Dmitry Yudo aka Overlord, jack of all trades
David Lister aka Listy, Freelancer and Volunteer

Sunday, September 18, 2016

First and Only

The story of Finnish tanks during the Second World War isn't exactly a happy one. From a manpower point of view they did extremely well, with tank crews showing high levels of skill and courage. On the equipment side of things however the situation was dire. Finland had ordered 32 Vickers 6 ton MK.E's before the war, but to save money they'd been ordered without lots of fittings or equipment. They lacked any guns or sights, any radios, even the drivers seats were missing. By the time the Winter War broke out 26 tanks had been delivered. During the summer of 1939 the tanks were briefly armed with the 37mm guns loaned from Finland's FT-17's, so the Vickers tanks could be used in war games.
 After this time the FT-17's got their guns back and a program to arm the Vickers started. The tanks were fitted with a 37mm Bofors gun and water-cooled Maxim, both with improvised sights which reduced their accuracy. The driver curiously had a 9mm Suomi SMG fitted that he could use in place of a hull machine gun.

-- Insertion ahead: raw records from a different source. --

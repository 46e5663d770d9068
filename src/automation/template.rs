//! Placeholder interpolation for notification and task templates
//!
//! Supports `{lead.*}` and `{deal.*}` placeholders. Unknown placeholders
//! are left in place so broken templates are visible in the output.

use crate::domain::{Deal, Lead};

fn lead_field(lead: &Lead, field: &str) -> Option<String> {
    match field {
        "first_name" => Some(lead.first_name.clone().unwrap_or_default()),
        "last_name" => Some(lead.last_name.clone().unwrap_or_default()),
        "name" => Some(lead.display_name()),
        "email" => Some(lead.email.clone()),
        "job_title" => Some(lead.job_title.clone().unwrap_or_default()),
        "total_score" => Some(lead.total_score().to_string()),
        "status" => Some(lead.status.as_str().to_string()),
        "lifecycle_stage" => Some(lead.lifecycle_stage.as_str().to_string()),
        "primary_intent" => Some(
            lead.primary_intent
                .map(|i| i.as_str().to_string())
                .unwrap_or_default(),
        ),
        "intent_confidence" => Some(lead.intent_confidence.to_string()),
        _ => None,
    }
}

fn deal_field(deal: &Deal, field: &str) -> Option<String> {
    match field {
        "name" => Some(deal.name.clone()),
        "value" => Some(
            deal.value
                .map(|v| v.to_string())
                .unwrap_or_default(),
        ),
        "currency" => Some(deal.currency.clone()),
        "status" => Some(deal.status.as_str().to_string()),
        _ => None,
    }
}

/// Substitute placeholders in one template string
pub fn interpolate(template: &str, lead: Option<&Lead>, deal: Option<&Deal>) -> String {
    let mut output = String::with_capacity(template.len());
    let mut rest = template;

    while let Some(start) = rest.find('{') {
        output.push_str(&rest[..start]);
        let after = &rest[start + 1..];
        let Some(end) = after.find('}') else {
            output.push_str(&rest[start..]);
            return output;
        };
        let token = &after[..end];

        let replacement = token
            .strip_prefix("lead.")
            .and_then(|field| lead.and_then(|l| lead_field(l, field)))
            .or_else(|| {
                token
                    .strip_prefix("deal.")
                    .and_then(|field| deal.and_then(|d| deal_field(d, field)))
            });

        match replacement {
            Some(value) => output.push_str(&value),
            None => {
                output.push('{');
                output.push_str(token);
                output.push('}');
            }
        }
        rest = &after[end + 1..];
    }
    output.push_str(rest);
    output
}

#[cfg(test)]
mod tests {
    use super::*;
    use crate::domain::lead::Attribution;
    use crate::domain::{
        DealStatus, IntentSummary, LeadStatus, LifecycleStage, RoutingStatus, Scores,
    };
    use chrono::Utc;
    use uuid::Uuid;

    fn lead() -> Lead {
        Lead {
            id: Uuid::new_v4(),
            email: "ada@uni-test.edu".to_string(),
            placeholder_email: false,
            portal_id: None,
            linkedin_url: None,
            waalaxy_id: None,
            lemlist_id: None,
            first_name: Some("Ada".to_string()),
            last_name: Some("Lovelace".to_string()),
            phone: None,
            job_title: Some("PI".to_string()),
            organization_id: None,
            status: LeadStatus::New,
            lifecycle_stage: LifecycleStage::Mql,
            scores: Scores {
                demographic: 15,
                engagement: 10,
                behavior: 25,
            },
            pipeline_id: None,
            routing_status: RoutingStatus::Unrouted,
            routed_at: None,
            primary_intent: None,
            intent_confidence: 0,
            intent_summary: IntentSummary::new(),
            attribution: Attribution::default(),
            gdpr_consent_at: None,
            gdpr_consent_source: None,
            deletion_requested_at: None,
            created_at: Utc::now(),
            updated_at: Utc::now(),
            last_activity_at: None,
        }
    }

    fn deal() -> Deal {
        Deal {
            id: Uuid::new_v4(),
            lead_id: Uuid::new_v4(),
            pipeline_id: Uuid::new_v4(),
            stage_id: Uuid::new_v4(),
            name: "Ada Lovelace — Research Lab".to_string(),
            value: None,
            currency: "EUR".to_string(),
            status: DealStatus::Open,
            stage_entered_at: Utc::now(),
            assigned_to: None,
            assigned_region: None,
            moco_offer_id: None,
            moco_invoice_id: None,
            created_at: Utc::now(),
            updated_at: Utc::now(),
        }
    }

    #[test]
    fn test_lead_placeholders() {
        let text = interpolate(
            "Call {lead.first_name} {lead.last_name} (score {lead.total_score})",
            Some(&lead()),
            None,
        );
        assert_eq!(text, "Call Ada Lovelace (score 50)");
    }

    #[test]
    fn test_deal_placeholders() {
        let text = interpolate("Deal {deal.name} is {deal.status}", None, Some(&deal()));
        assert_eq!(text, "Deal Ada Lovelace — Research Lab is open");
    }

    #[test]
    fn test_unknown_placeholders_left_intact() {
        let text = interpolate("{lead.shoe_size} and {weather}", Some(&lead()), None);
        assert_eq!(text, "{lead.shoe_size} and {weather}");
    }

    #[test]
    fn test_missing_context_leaves_placeholder() {
        let text = interpolate("{deal.name}", Some(&lead()), None);
        assert_eq!(text, "{deal.name}");
    }

    #[test]
    fn test_unterminated_brace_preserved() {
        let text = interpolate("hello {lead.email", Some(&lead()), None);
        assert_eq!(text, "hello {lead.email");
    }
}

This rearmament program continued during the Winter War. By late February 1940 thirteen tanks had been armed, and it was decided to send them into action. What followed was the one Finish tank attack of the Winter War.
Next to Lake Naykkijarvi (my spell checker just gave up and cried when I entered that name) lies the town of Honkaniemi. The attacking Soviets had pushed through the town, using the lake to screen their right flank. So it was decided that the 13 armed tanks which formed the 4th Tank Company would be launched into the salient and cut off the exposed Russians. Finnish Jaeger infantry was trucked to a site three km short of the assembly point at Jukkala. The infantry then skied the remaining distance arriving at 0400. The tanks were transferred by train to the front then unloaded and road marched 50 km to a staging area, arriving at 0430. However during that road march the Fins suffered their first losses. Five of the tanks had their fuel contaminated by water and broke down on the way. At the staging area a further two were put out of action with mechanical troubles. This left just six tanks for the attack.

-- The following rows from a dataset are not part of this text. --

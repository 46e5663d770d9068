use chrono::{DateTime, Duration, Utc};
use sqlx::postgres::PgRow;
use sqlx::Row;
use uuid::Uuid;

use crate::domain::{RuleType, ScoreCategory, Scores, ScoringRule};
use crate::error::{LeadflowError, Result};

use super::PostgresStore;

/// Ledger row recording one rule application
#[derive(Debug, Clone, serde::Serialize)]
pub struct ScoreHistoryEntry {
    pub id: i64,
    pub lead_id: Uuid,
    pub event_id: Option<Uuid>,
    pub rule_id: Option<Uuid>,
    pub category: ScoreCategory,
    pub points_change: i32,
    pub new_total: i32,
    pub expires_at: Option<DateTime<Utc>>,
    pub expired: bool,
    pub expired_at: Option<DateTime<Utc>>,
    pub created_at: DateTime<Utc>,
}

fn rule_from_row(row: &PgRow) -> Result<ScoringRule> {
    let category: String = row.get("category");
    let rule_type: String = row.get("rule_type");
    let conditions: serde_json::Value = row.get("conditions");

    Ok(ScoringRule {
        id: row.get("id"),
        slug: row.get("slug"),
        name: row.get("name"),
        category: ScoreCategory::try_from(category.as_str()).map_err(LeadflowError::Internal)?,
        rule_type: RuleType::try_from(rule_type.as_str()).map_err(LeadflowError::Internal)?,
        conditions: serde_json::from_value(conditions)?,
        points: row.get("points"),
        max_per_day: row.get("max_per_day"),
        max_per_lead: row.get("max_per_lead"),
        decay_days: row.get("decay_days"),
        priority: row.get("priority"),
        is_active: row.get("is_active"),
        version: row.get("version"),
        created_at: row.get("created_at"),
        updated_at: row.get("updated_at"),
    })
}

fn history_from_row(row: &PgRow) -> Result<ScoreHistoryEntry> {
    let category: String = row.get("category");
    Ok(ScoreHistoryEntry {
        id: row.get("id"),
        lead_id: row.get("lead_id"),
        event_id: row.get("event_id"),
        rule_id: row.get("rule_id"),
        category: ScoreCategory::try_from(category.as_str()).map_err(LeadflowError::Internal)?,
        points_change: row.get("points_change"),
        new_total: row.get("new_total"),
        expires_at: row.get("expires_at"),
        expired: row.get("expired"),
        expired_at: row.get("expired_at"),
        created_at: row.get("created_at"),
    })
}

const RULE_COLUMNS: &str = "id, slug, name, category, rule_type, conditions, points, \
     max_per_day, max_per_lead, decay_days, priority, is_active, version, created_at, updated_at";

impl PostgresStore {
    /// Active rules ordered by descending priority (evaluation order)
    pub async fn list_active_scoring_rules(&self) -> Result<Vec<ScoringRule>> {
        let query = format!(
            "SELECT {RULE_COLUMNS} FROM scoring_rules WHERE is_active \
             ORDER BY priority DESC, slug ASC"
        );
        let rows = sqlx::query(&query).fetch_all(self.pool()).await?;
        rows.iter().map(rule_from_row).collect()
    }

    pub async fn list_scoring_rules(&self) -> Result<Vec<ScoringRule>> {
        let query =
            format!("SELECT {RULE_COLUMNS} FROM scoring_rules ORDER BY priority DESC, slug ASC");
        let rows = sqlx::query(&query).fetch_all(self.pool()).await?;
        rows.iter().map(rule_from_row).collect()
    }

    pub async fn get_scoring_rule(&self, id: Uuid) -> Result<ScoringRule> {
        let query = format!("SELECT {RULE_COLUMNS} FROM scoring_rules WHERE id = $1");
        let row = sqlx::query(&query)
            .bind(id)
            .fetch_optional(self.pool())
            .await?
            .ok_or_else(|| LeadflowError::NotFound {
                entity: "scoring_rule",
                id: id.to_string(),
            })?;
        rule_from_row(&row)
    }

    pub async fn create_scoring_rule(&self, rule: &ScoringRule) -> Result<ScoringRule> {
        let query = format!(
            "INSERT INTO scoring_rules (slug, name, category, rule_type, conditions, points, \
                 max_per_day, max_per_lead, decay_days, priority, is_active) \
             VALUES ($1, $2, $3, $4, $5, $6, $7, $8, $9, $10, $11) \
             RETURNING {RULE_COLUMNS}"
        );
        let row = sqlx::query(&query)
            .bind(&rule.slug)
            .bind(&rule.name)
            .bind(rule.category.as_str())
            .bind(rule.rule_type.as_str())
            .bind(serde_json::to_value(&rule.conditions)?)
            .bind(rule.points)
            .bind(rule.max_per_day)
            .bind(rule.max_per_lead)
            .bind(rule.decay_days)
            .bind(rule.priority)
            .bind(rule.is_active)
            .fetch_one(self.pool())
            .await
            .map_err(|e| match &e {
                sqlx::Error::Database(db) if db.code().as_deref() == Some("23505") => {
                    LeadflowError::Conflict(format!("scoring rule slug already exists: {}", rule.slug))
                }
                _ => LeadflowError::Database(e),
            })?;
        rule_from_row(&row)
    }

    /// Update bumps the version so historic ledger rows stay attributable
    pub async fn update_scoring_rule(&self, rule: &ScoringRule) -> Result<ScoringRule> {
        let query = format!(
            "UPDATE scoring_rules SET name = $2, category = $3, rule_type = $4, conditions = $5, \
                 points = $6, max_per_day = $7, max_per_lead = $8, decay_days = $9, \
                 priority = $10, is_active = $11, version = version + 1, updated_at = now() \
             WHERE id = $1 RETURNING {RULE_COLUMNS}"
        );
        let row = sqlx::query(&query)
            .bind(rule.id)
            .bind(&rule.name)
            .bind(rule.category.as_str())
            .bind(rule.rule_type.as_str())
            .bind(serde_json::to_value(&rule.conditions)?)
            .bind(rule.points)
            .bind(rule.max_per_day)
            .bind(rule.max_per_lead)
            .bind(rule.decay_days)
            .bind(rule.priority)
            .bind(rule.is_active)
            .fetch_optional(self.pool())
            .await?
            .ok_or_else(|| LeadflowError::NotFound {
                entity: "scoring_rule",
                id: rule.id.to_string(),
            })?;
        rule_from_row(&row)
    }

    pub async fn delete_scoring_rule(&self, id: Uuid) -> Result<()> {
        let result = sqlx::query("DELETE FROM scoring_rules WHERE id = $1")
            .bind(id)
            .execute(self.pool())
            .await?;
        if result.rows_affected() == 0 {
            return Err(LeadflowError::NotFound {
                entity: "scoring_rule",
                id: id.to_string(),
            });
        }
        Ok(())
    }

    /// Hits for a (lead, rule) in the rolling 24h window ending at `now`
    pub async fn count_rule_hits_window(
        &self,
        lead_id: Uuid,
        rule_id: Uuid,
        now: DateTime<Utc>,
    ) -> Result<i64> {
        let row = sqlx::query(
            "SELECT COUNT(*) AS count FROM score_history \
             WHERE lead_id = $1 AND rule_id = $2 AND created_at > $3",
        )
        .bind(lead_id)
        .bind(rule_id)
        .bind(now - Duration::hours(24))
        .fetch_one(self.pool())
        .await?;
        Ok(row.get("count"))
    }

    /// Lifetime hits for a (lead, rule)
    pub async fn count_rule_hits_total(&self, lead_id: Uuid, rule_id: Uuid) -> Result<i64> {
        let row = sqlx::query(
            "SELECT COUNT(*) AS count FROM score_history WHERE lead_id = $1 AND rule_id = $2",
        )
        .bind(lead_id)
        .bind(rule_id)
        .fetch_one(self.pool())
        .await?;
        Ok(row.get("count"))
    }

    /// Append one ledger row; `new_total` snapshots the category running sum
    #[allow(clippy::too_many_arguments)]
    pub async fn append_score_history(
        &self,
        lead_id: Uuid,
        event_id: Option<Uuid>,
        rule_id: Option<Uuid>,
        category: ScoreCategory,
        points_change: i32,
        new_total: i32,
        expires_at: Option<DateTime<Utc>>,
    ) -> Result<i64> {
        let row = sqlx::query(
            r#"
            INSERT INTO score_history (lead_id, event_id, rule_id, category, points_change, new_total, expires_at)
            VALUES ($1, $2, $3, $4, $5, $6, $7)
            RETURNING id
            "#,
        )
        .bind(lead_id)
        .bind(event_id)
        .bind(rule_id)
        .bind(category.as_str())
        .bind(points_change)
        .bind(new_total)
        .bind(expires_at)
        .fetch_one(self.pool())
        .await?;
        Ok(row.get("id"))
    }

    /// Authoritative per-category sums over non-expired ledger rows
    pub async fn live_category_sums(&self, lead_id: Uuid) -> Result<Scores> {
        let rows = sqlx::query(
            r#"
            SELECT category, COALESCE(SUM(points_change), 0)::BIGINT AS total
            FROM score_history
            WHERE lead_id = $1 AND NOT expired
            GROUP BY category
            "#,
        )
        .bind(lead_id)
        .fetch_all(self.pool())
        .await?;

        let mut scores = Scores::default();
        for row in rows {
            let category: String = row.get("category");
            let total: i64 = row.get("total");
            let category =
                ScoreCategory::try_from(category.as_str()).map_err(LeadflowError::Internal)?;
            // Raw ledger sum; the lead write path floors categories at zero
            scores.set(category, total.clamp(i32::MIN as i64, i32::MAX as i64) as i32);
        }
        Ok(scores)
    }

    /// Expire due ledger rows. Returns the number of rows expired and the
    /// deduplicated set of affected lead ids.
    pub async fn expire_due_score_history(
        &self,
        now: DateTime<Utc>,
    ) -> Result<(u64, Vec<Uuid>)> {
        let rows = sqlx::query(
            r#"
            UPDATE score_history
            SET expired = TRUE, expired_at = $1
            WHERE expires_at < $1 AND NOT expired
            RETURNING lead_id
            "#,
        )
        .bind(now)
        .fetch_all(self.pool())
        .await?;

        let expired = rows.len() as u64;
        let mut lead_ids: Vec<Uuid> = rows.iter().map(|r| r.get("lead_id")).collect();
        lead_ids.sort();
        lead_ids.dedup();
        Ok((expired, lead_ids))
    }

    pub async fn get_score_history(
        &self,
        lead_id: Uuid,
        limit: i64,
    ) -> Result<Vec<ScoreHistoryEntry>> {
        let rows = sqlx::query(
            r#"
            SELECT id, lead_id, event_id, rule_id, category, points_change, new_total,
                   expires_at, expired, expired_at, created_at
            FROM score_history
            WHERE lead_id = $1
            ORDER BY created_at DESC
            LIMIT $2
            "#,
        )
        .bind(lead_id)
        .bind(limit)
        .fetch_all(self.pool())
        .await?;
        rows.iter().map(history_from_row).collect()
    }
}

The attack with several companies of infantry and two battalions of artillery in support was to cross a band of swampy terrain and slam into the Soviet front-line, tearing the top off the salient. Then the Finish infantry battalion at the head of the salient would pass through the counter attacking force and stop the penetration of Russian forces attempting to recapture the town. Don't be fooled by the description of "town", despite being the second largest settlement in the area it was mostly a combination of wooded areas and open cultivated fields with houses dotted about.
 The attack was scheduled for 0500 February 26th 1940, however communication issues with the supporting units meant the attack was postponed for an hour and fifteen minutes. Then when the artillery bombardment did begin some of the rounds landed short causing causalities in the Finnish force. Despite this the first ever Finnish armoured attack crossed its start line.
It failed to get off to a very auspicious start when tank 644 drove into a ditch and damaged the turret. Unable to fight the tank had to return to base.
Note the T-28 in the background. Likely a Vehicle Collection Point after the battle on the Soviet side.
Of the five remaining tanks all were destroyed, several whilst trying to inspire the infantry to follow them into close assaults. Three were destroyed in the lightly wooded areas. One, commanded by the platoon leader managed to reach a point where he could see the frozen lake on the other side of field. However his tank was hit and the crew forced to bail out. In return the Soviets lost at least three tanks, although the Soviet High Command claimed to have destroyed six enemy tanks for no loss.